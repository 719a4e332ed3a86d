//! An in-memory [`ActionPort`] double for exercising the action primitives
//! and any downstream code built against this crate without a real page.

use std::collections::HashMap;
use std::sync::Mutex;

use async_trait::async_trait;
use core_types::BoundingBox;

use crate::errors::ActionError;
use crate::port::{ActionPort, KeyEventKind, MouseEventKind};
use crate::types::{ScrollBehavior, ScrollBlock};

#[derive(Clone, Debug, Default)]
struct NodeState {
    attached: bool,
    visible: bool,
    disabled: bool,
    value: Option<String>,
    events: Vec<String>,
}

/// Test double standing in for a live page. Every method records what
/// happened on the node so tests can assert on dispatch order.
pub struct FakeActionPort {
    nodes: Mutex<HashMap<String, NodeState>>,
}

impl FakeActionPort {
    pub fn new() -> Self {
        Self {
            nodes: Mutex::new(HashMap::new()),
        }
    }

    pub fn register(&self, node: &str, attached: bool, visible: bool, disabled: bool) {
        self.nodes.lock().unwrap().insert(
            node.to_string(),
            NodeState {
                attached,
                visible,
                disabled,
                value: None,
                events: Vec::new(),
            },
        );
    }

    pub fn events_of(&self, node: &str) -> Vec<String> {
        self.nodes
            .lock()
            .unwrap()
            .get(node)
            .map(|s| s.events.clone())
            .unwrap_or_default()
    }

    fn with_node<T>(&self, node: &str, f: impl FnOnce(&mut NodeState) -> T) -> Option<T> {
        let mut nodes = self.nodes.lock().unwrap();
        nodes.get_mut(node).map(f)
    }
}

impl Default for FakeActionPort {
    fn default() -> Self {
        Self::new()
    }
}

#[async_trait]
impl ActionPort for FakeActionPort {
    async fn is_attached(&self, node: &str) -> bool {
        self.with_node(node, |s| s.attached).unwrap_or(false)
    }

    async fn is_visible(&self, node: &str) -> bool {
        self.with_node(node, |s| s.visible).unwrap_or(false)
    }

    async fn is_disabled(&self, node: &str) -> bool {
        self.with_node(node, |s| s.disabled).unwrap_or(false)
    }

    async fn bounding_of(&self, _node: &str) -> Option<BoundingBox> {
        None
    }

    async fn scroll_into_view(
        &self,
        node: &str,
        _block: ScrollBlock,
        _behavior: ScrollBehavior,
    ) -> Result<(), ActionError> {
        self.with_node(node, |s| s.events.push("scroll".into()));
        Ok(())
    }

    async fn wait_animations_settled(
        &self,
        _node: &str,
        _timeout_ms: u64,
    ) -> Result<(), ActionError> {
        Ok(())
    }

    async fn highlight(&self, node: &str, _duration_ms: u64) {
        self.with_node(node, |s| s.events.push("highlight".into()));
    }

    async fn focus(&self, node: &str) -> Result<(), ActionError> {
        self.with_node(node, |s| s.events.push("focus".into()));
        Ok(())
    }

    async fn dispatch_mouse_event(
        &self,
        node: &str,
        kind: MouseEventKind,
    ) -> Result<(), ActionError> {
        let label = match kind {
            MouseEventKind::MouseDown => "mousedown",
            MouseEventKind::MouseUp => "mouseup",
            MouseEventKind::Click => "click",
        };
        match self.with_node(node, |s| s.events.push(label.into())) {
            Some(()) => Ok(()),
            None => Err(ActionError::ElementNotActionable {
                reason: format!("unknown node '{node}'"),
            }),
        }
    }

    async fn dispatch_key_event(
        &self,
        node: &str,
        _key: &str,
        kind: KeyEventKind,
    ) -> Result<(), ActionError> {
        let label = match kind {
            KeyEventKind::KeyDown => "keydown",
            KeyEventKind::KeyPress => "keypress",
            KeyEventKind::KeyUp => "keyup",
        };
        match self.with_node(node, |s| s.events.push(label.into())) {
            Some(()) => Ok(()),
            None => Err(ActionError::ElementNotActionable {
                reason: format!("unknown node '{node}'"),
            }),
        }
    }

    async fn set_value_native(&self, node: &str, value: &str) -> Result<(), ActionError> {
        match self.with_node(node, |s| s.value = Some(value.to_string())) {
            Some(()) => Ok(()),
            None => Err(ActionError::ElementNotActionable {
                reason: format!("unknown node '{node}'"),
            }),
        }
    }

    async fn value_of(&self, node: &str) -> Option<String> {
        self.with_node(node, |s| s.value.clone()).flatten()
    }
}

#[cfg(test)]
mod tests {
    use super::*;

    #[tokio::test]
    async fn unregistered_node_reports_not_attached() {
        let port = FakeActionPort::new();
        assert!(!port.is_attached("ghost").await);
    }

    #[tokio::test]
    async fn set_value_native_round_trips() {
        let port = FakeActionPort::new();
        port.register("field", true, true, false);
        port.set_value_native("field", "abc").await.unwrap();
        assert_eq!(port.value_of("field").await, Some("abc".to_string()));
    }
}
== == ==
What you will do -
Please work out how many lines in the listing above contain the string "highlight", and answer with that number only.

Answer to the problem -
2